* [Work item]
Exactly the lines from the opening of the records through the line containing "of the decor" should be copied, with both included.

* [Material provided]
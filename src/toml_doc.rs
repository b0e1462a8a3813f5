//! TOML document store built on `toml_edit`.
//!
//! Sections are standard `[a.b]` tables and their comments live in the header's
//! decor prefix; property comments live in the key's leaf decor prefix. Map
//! properties are written as inline tables and sequences as arrays.
//!
//! TOML has no null. Writing [`Value::Null`] removes the key and leaves a
//! commented-out placeholder in its place:
//!
//! ```toml
//! [server.tls]
//! # Path to the certificate.
//! # cert =
//! enabled = false
//! ```
//!
//! The placeholder keeps the property's comments. It is lifted out of the decor
//! when the text is parsed and put back when the document is rendered, so it is
//! never mistaken for the comments of whatever node follows it. Null elements
//! inside sequences and maps are dropped. Datetimes are read as strings.

use std::collections::HashSet;

use indexmap::IndexMap;
use toml_edit::{Array, Decor, DocumentMut, InlineTable, Item, Table, TableLike};

use crate::document::{Document, DocumentError, Provenance};
use crate::types::{RenderOptions, Value};

#[derive(Debug, Clone, Default)]
pub struct TomlDocument {
    doc: DocumentMut,
    /// Dotted paths written since parsing that did not exist before.
    synthesized: HashSet<String>,
    /// Commented-out null properties, keyed by section path.
    placeholders: IndexMap<Vec<String>, Vec<Placeholder>>,
}

#[derive(Debug, Clone, PartialEq)]
struct Placeholder {
    key: String,
    comments: Vec<String>,
    /// Value key in the same table this is rendered above; `None` renders it at
    /// the end of the table body.
    before: Option<String>,
}

impl Placeholder {
    fn render(&self) -> String {
        format!("{}# {} =\n", format_comments(&self.comments), self.key)
    }
}

/// A table that prints a header, in rendering order.
#[derive(Debug, Clone, PartialEq)]
enum Header {
    Table(Vec<String>),
    Element(Vec<String>, usize),
}

impl TomlDocument {
    fn lookup(&self, path: &[&str]) -> Option<&Item> {
        let (last, parents) = path.split_last()?;
        let parent = table_at(self.doc.as_table(), parents)?;
        parent.get(last).filter(|item| !item.is_none())
    }

    /// Walk to the container at `path`, creating or replacing non-containers.
    fn table_mut(&mut self, path: &[&str]) -> Result<&mut dyn TableLike, DocumentError> {
        let mut current: &mut dyn TableLike = self.doc.as_table_mut();
        for (i, segment) in path.iter().enumerate() {
            let is_container = current
                .get(segment)
                .is_some_and(|item| item.is_table_like());
            if !is_container {
                let mut table = Table::new();
                table.set_implicit(true);
                current.insert(segment, Item::Table(table));
                self.synthesized.insert(path[..=i].join("."));
            }
            current = match current.get_mut(segment).and_then(Item::as_table_like_mut) {
                Some(table) => table,
                None => return Err(DocumentError::InvalidPath(path[..=i].join("."))),
            };
        }
        Ok(current)
    }

    fn mark(&mut self, path: &[&str], existed: bool) {
        if !existed {
            self.synthesized.insert(path.join("."));
        }
    }

    fn placeholder(&self, section: &[&str], key: &str) -> Option<&Placeholder> {
        self.placeholders
            .iter()
            .find(|(path, _)| path.iter().map(String::as_str).eq(section.iter().copied()))
            .and_then(|(_, entries)| entries.iter().find(|p| p.key == key))
    }

    fn keep_placeholder(
        &mut self,
        section: Vec<String>,
        key: &str,
        comments: &[String],
        next: Option<String>,
    ) {
        let entries = self.placeholders.entry(section).or_default();
        match entries.iter_mut().find(|p| p.key == key) {
            Some(existing) => existing.comments = comments.to_vec(),
            None => entries.push(Placeholder {
                key: key.to_string(),
                comments: comments.to_vec(),
                before: next,
            }),
        }
    }

    /// A value was written at `key`: its own placeholder goes, and trailing
    /// placeholders now sit above the appended key.
    fn settle_placeholders(&mut self, section: &[String], key: &str, appended: bool) {
        if let Some(entries) = self.placeholders.get_mut(section) {
            entries.retain(|p| p.key != key);
            if appended {
                for entry in entries.iter_mut().filter(|p| p.before.is_none()) {
                    entry.before = Some(key.to_string());
                }
            }
        }
    }

    /// Write every placeholder into the decor of the rendered copy.
    fn place_placeholders(&self, doc: &mut DocumentMut) {
        let order = header_order(doc.as_table());
        for (section, entries) in &self.placeholders {
            let mut anchored: IndexMap<&str, String> = IndexMap::new();
            let mut tail = String::new();
            for entry in entries {
                let anchor = entry.before.as_deref().filter(|before| {
                    section_table(doc.as_table(), section)
                        .is_some_and(|table| matches!(table.get(before), Some(Item::Value(_))))
                });
                match anchor {
                    Some(before) => anchored.entry(before).or_default().push_str(&entry.render()),
                    None => tail.push_str(&entry.render()),
                }
            }
            if let Some(table) = section_table_mut(doc.as_table_mut(), section) {
                for (before, text) in &anchored {
                    if let Some(mut key) = table.key_mut(before) {
                        let decor = key.leaf_decor_mut();
                        let existing = raw_prefix(decor).to_string();
                        decor.set_prefix(format!("{text}{existing}"));
                    }
                }
            }
            if tail.is_empty() {
                continue;
            }
            let Some(index) = order.iter().position(|h| *h == Header::Table(section.clone())) else {
                continue;
            };
            match order.get(index + 1) {
                Some(next) => {
                    if let Some(table) = header_table_mut(doc.as_table_mut(), next) {
                        let existing = raw_prefix(table.decor()).to_string();
                        table.decor_mut().set_prefix(format!("{tail}{existing}"));
                    }
                }
                None => {
                    let existing = doc.trailing().as_str().unwrap_or_default().to_string();
                    doc.set_trailing(format!("{tail}{existing}"));
                }
            }
        }
    }
}

/// Lift placeholders out of parsed decor. Text above a value key belongs to
/// that key's table; text above a header or at the end of the file belongs to
/// the table whose body it closes.
fn extract_placeholders(doc: &mut DocumentMut) -> IndexMap<Vec<String>, Vec<Placeholder>> {
    let mut found: IndexMap<Vec<String>, Vec<Placeholder>> = IndexMap::new();
    let order = header_order(doc.as_table());

    for header in &order {
        let Header::Table(path) = header else { continue };
        let Some(table) = section_table_mut(doc.as_table_mut(), path) else {
            continue;
        };
        let keys: Vec<String> = table
            .iter()
            .filter(|(_, item)| item.is_value())
            .map(|(key, _)| key.to_string())
            .collect();
        for name in keys {
            let Some(mut key) = table.key_mut(&name) else { continue };
            let decor = key.leaf_decor_mut();
            if let Some((blocks, rest)) = split_placeholders(raw_prefix(decor)) {
                decor.set_prefix(rest);
                found
                    .entry(path.clone())
                    .or_default()
                    .extend(blocks.into_iter().map(|(key, comments)| Placeholder {
                        key,
                        comments,
                        before: Some(name.clone()),
                    }));
            }
        }
    }

    let mut owners: Vec<(Option<&Header>, &Vec<String>)> = Vec::new();
    for (index, header) in order.iter().enumerate().skip(1) {
        if let Header::Table(owner) = &order[index - 1] {
            owners.push((Some(header), owner));
        }
    }
    if let Some(Header::Table(owner)) = order.last() {
        owners.push((None, owner));
    }
    for (header, owner) in owners {
        let split = match header {
            Some(header) => header_table_mut(doc.as_table_mut(), header).and_then(|table| {
                let split = split_placeholders(raw_prefix(table.decor()))?;
                table.decor_mut().set_prefix(split.1.clone());
                Some(split)
            }),
            None => split_placeholders(doc.trailing().as_str().unwrap_or_default()).inspect(
                |(_, rest)| doc.set_trailing(rest.clone()),
            ),
        };
        if let Some((blocks, _)) = split {
            found
                .entry(owner.clone())
                .or_default()
                .extend(blocks.into_iter().map(|(key, comments)| Placeholder {
                    key,
                    comments,
                    before: None,
                }));
        }
    }
    found
}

* [Written response]
filename src/toml_doc.rs
repository b0e1462a8a3813f5
//! TOML document store built on `toml_edit`.
//!
//! Sections are standard `[a.b]` tables and their comments live in the header's
//! decor prefix; property comments live in the key's leaf decor prefix. Map
//! properties are written as inline tables and sequences as arrays.
//!
//! TOML has no null. Writing [`Value::Null`] removes the key and leaves a
//! commented-out placeholder in its place:
//!
//! ```toml
//! [server.tls]
//! # Path to the certificate.
//! # cert =
//! enabled = false
//! ```
//!
//! The placeholder keeps the property's comments. It is lifted out of the decor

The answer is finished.